§ **Available data**:
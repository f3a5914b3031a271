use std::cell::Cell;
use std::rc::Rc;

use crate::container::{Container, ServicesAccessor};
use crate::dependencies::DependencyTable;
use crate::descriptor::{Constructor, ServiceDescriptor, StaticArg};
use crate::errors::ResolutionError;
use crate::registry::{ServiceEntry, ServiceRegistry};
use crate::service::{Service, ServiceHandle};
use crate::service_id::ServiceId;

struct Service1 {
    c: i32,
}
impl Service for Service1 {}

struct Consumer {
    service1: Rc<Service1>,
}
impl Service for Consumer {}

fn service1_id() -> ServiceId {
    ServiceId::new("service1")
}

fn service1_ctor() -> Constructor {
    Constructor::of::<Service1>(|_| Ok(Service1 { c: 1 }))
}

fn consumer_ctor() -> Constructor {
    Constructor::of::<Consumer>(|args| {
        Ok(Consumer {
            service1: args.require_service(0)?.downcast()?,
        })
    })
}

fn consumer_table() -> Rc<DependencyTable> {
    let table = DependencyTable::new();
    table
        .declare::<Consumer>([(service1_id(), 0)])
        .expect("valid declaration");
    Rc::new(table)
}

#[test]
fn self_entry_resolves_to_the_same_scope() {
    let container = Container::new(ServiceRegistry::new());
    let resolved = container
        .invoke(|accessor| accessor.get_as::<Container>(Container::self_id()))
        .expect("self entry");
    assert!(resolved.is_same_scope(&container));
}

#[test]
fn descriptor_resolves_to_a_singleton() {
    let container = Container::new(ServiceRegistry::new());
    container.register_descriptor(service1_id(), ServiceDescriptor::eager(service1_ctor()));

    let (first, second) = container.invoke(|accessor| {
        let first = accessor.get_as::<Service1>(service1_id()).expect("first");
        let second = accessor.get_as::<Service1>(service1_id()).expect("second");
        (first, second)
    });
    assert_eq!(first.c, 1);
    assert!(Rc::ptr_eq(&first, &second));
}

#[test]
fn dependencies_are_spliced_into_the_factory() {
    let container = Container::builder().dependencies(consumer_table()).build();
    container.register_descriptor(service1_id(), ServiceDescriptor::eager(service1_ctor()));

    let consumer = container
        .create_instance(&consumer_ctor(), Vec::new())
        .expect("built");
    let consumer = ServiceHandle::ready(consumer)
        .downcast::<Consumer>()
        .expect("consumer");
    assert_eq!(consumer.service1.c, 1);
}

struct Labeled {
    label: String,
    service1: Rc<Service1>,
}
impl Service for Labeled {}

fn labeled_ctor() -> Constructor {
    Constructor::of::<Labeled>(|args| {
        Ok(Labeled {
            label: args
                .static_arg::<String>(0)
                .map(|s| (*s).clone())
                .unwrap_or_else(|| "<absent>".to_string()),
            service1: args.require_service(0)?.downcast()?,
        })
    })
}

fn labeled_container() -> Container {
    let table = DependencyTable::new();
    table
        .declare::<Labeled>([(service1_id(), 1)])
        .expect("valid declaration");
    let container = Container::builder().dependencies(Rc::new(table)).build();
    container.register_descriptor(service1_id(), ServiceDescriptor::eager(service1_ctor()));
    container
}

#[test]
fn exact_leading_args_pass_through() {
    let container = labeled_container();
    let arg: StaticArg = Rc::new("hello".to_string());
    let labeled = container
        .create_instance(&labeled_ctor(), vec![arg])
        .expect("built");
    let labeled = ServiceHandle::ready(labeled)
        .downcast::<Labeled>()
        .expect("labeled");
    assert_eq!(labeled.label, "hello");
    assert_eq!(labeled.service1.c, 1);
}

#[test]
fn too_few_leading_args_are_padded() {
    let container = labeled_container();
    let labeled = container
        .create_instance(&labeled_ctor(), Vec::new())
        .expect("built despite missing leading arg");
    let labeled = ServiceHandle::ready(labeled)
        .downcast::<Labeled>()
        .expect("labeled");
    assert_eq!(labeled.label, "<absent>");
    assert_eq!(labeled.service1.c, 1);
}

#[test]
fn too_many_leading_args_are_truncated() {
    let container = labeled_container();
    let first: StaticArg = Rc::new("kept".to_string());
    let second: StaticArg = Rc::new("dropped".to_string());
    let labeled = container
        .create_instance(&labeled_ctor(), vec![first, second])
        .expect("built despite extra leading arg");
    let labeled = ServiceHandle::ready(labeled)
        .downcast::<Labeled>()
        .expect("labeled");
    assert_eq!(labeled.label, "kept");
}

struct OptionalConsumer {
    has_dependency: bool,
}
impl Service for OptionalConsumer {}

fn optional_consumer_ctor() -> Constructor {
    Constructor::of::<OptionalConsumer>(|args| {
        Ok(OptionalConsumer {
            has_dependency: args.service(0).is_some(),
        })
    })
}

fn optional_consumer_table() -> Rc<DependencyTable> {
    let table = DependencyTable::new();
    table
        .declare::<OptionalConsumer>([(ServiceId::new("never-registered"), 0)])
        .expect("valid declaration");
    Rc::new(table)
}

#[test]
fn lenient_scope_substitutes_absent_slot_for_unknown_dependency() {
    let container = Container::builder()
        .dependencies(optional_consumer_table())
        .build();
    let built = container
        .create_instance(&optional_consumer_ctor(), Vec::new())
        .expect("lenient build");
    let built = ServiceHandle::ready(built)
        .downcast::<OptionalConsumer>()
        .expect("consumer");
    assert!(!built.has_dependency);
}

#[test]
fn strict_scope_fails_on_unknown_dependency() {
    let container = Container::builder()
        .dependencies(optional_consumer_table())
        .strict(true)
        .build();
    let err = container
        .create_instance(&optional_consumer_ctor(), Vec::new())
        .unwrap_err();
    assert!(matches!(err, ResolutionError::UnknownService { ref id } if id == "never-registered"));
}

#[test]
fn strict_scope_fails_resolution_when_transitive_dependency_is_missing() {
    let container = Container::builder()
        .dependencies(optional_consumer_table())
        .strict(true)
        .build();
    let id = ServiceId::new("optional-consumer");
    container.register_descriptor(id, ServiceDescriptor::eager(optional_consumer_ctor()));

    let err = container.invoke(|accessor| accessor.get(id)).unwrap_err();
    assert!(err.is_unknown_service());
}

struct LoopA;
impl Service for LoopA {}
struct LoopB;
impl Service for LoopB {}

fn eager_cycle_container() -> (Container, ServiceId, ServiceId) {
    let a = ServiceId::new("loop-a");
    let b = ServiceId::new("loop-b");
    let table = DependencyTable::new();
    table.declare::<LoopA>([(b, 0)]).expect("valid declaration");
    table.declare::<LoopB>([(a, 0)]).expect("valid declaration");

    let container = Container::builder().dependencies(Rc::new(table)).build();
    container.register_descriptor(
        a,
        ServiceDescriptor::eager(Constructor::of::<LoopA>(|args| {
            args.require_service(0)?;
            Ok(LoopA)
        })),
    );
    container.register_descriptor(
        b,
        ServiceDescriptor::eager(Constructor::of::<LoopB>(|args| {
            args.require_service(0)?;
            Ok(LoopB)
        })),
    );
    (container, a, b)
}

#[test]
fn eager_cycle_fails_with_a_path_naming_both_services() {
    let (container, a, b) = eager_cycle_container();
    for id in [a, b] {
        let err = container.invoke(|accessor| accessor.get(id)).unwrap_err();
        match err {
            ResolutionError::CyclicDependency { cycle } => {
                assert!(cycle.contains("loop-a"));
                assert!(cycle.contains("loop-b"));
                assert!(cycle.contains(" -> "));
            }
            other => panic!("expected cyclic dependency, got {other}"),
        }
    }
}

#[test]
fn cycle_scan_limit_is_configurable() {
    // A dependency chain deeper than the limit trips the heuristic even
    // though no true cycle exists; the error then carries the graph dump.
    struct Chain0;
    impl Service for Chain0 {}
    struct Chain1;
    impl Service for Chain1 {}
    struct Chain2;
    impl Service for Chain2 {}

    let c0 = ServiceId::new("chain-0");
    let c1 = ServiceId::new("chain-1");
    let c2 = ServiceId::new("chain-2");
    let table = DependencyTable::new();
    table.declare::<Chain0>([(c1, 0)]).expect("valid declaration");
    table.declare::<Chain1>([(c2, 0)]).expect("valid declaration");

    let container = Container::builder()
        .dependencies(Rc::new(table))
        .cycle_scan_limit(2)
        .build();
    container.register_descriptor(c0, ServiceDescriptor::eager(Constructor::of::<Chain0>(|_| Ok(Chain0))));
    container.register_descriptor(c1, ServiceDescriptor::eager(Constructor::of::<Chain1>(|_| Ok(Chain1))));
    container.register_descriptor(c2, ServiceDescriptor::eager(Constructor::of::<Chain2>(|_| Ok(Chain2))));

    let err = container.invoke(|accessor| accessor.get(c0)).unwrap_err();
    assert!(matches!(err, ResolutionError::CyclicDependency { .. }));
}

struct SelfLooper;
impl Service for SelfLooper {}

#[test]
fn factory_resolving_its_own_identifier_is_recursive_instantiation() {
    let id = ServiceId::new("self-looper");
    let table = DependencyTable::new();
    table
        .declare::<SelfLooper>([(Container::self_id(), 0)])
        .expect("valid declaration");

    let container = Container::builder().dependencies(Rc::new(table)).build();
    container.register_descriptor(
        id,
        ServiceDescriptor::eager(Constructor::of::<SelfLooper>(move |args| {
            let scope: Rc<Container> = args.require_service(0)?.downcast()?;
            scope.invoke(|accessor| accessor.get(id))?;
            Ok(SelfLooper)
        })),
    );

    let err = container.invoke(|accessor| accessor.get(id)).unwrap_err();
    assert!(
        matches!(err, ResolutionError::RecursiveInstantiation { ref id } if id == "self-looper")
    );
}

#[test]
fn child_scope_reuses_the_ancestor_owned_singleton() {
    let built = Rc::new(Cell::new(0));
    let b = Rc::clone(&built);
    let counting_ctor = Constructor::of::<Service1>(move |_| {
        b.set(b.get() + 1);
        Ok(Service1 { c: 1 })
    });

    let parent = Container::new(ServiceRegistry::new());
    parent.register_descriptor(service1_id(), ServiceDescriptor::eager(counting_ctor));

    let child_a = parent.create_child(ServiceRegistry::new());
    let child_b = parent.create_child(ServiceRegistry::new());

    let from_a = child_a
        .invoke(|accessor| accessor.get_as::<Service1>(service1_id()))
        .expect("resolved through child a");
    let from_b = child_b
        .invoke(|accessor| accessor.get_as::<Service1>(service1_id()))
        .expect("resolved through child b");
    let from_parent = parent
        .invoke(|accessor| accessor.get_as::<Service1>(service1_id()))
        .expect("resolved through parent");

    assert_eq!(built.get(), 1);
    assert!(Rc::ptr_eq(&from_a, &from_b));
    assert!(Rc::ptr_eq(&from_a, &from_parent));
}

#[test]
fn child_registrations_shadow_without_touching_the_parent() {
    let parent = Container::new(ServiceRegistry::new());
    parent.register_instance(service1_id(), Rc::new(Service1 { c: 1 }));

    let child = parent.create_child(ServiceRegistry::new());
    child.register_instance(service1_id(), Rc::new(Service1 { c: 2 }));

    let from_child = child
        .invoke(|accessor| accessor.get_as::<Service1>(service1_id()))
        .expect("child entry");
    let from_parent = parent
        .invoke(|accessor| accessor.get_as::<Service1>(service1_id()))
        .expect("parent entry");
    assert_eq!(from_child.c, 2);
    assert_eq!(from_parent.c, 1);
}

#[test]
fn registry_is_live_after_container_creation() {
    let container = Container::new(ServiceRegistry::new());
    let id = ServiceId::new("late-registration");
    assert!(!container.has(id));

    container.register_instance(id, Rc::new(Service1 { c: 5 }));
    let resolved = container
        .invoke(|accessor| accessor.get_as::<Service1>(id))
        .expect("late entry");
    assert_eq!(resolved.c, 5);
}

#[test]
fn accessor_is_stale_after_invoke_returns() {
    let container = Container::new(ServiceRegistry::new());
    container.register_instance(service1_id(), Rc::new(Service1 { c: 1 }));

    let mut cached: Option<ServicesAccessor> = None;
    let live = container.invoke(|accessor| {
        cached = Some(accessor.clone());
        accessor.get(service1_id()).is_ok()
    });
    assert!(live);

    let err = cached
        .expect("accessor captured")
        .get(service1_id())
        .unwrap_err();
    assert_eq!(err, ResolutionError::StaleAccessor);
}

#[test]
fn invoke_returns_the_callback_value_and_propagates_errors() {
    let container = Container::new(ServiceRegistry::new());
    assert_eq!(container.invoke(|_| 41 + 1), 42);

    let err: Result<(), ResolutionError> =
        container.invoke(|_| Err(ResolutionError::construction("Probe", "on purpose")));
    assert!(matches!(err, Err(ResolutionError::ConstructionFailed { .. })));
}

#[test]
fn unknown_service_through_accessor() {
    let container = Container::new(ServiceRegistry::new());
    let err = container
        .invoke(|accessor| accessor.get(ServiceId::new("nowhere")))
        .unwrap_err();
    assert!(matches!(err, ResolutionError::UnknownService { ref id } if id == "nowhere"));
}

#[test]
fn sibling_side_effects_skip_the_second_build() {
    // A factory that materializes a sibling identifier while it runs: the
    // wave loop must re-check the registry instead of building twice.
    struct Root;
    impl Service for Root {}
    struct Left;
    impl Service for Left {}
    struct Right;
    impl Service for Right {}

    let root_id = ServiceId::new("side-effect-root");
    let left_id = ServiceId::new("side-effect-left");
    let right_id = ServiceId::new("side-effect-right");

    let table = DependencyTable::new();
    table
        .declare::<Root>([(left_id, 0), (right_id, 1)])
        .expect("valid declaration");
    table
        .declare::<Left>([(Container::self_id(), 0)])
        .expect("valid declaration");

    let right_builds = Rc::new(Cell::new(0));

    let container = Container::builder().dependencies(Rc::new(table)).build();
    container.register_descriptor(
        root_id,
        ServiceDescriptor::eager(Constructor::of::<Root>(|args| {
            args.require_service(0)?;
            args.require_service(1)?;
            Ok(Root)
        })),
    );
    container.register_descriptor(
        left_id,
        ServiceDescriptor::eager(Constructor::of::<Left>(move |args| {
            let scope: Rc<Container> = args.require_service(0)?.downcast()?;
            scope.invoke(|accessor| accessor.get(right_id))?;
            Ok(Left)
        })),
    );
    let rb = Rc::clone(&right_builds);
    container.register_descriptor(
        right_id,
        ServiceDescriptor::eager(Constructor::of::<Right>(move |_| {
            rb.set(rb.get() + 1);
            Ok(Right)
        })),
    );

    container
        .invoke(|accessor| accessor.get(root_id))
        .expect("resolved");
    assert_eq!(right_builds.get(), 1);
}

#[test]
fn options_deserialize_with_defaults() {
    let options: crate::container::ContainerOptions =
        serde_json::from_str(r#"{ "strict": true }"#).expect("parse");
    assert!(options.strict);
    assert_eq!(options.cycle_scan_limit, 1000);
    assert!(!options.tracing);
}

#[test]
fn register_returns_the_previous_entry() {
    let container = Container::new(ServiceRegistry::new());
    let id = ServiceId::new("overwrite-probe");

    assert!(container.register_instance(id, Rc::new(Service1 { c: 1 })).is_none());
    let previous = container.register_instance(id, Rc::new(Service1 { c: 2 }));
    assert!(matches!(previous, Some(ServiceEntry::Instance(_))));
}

§ **Exercise**:
Each line of the data that contains "nowhere" belongs in the answer.

§ **Written answer**:
        .invoke(|accessor| accessor.get(ServiceId::new("nowhere")))
    assert!(matches!(err, ResolutionError::UnknownService { ref id } if id == "nowhere"));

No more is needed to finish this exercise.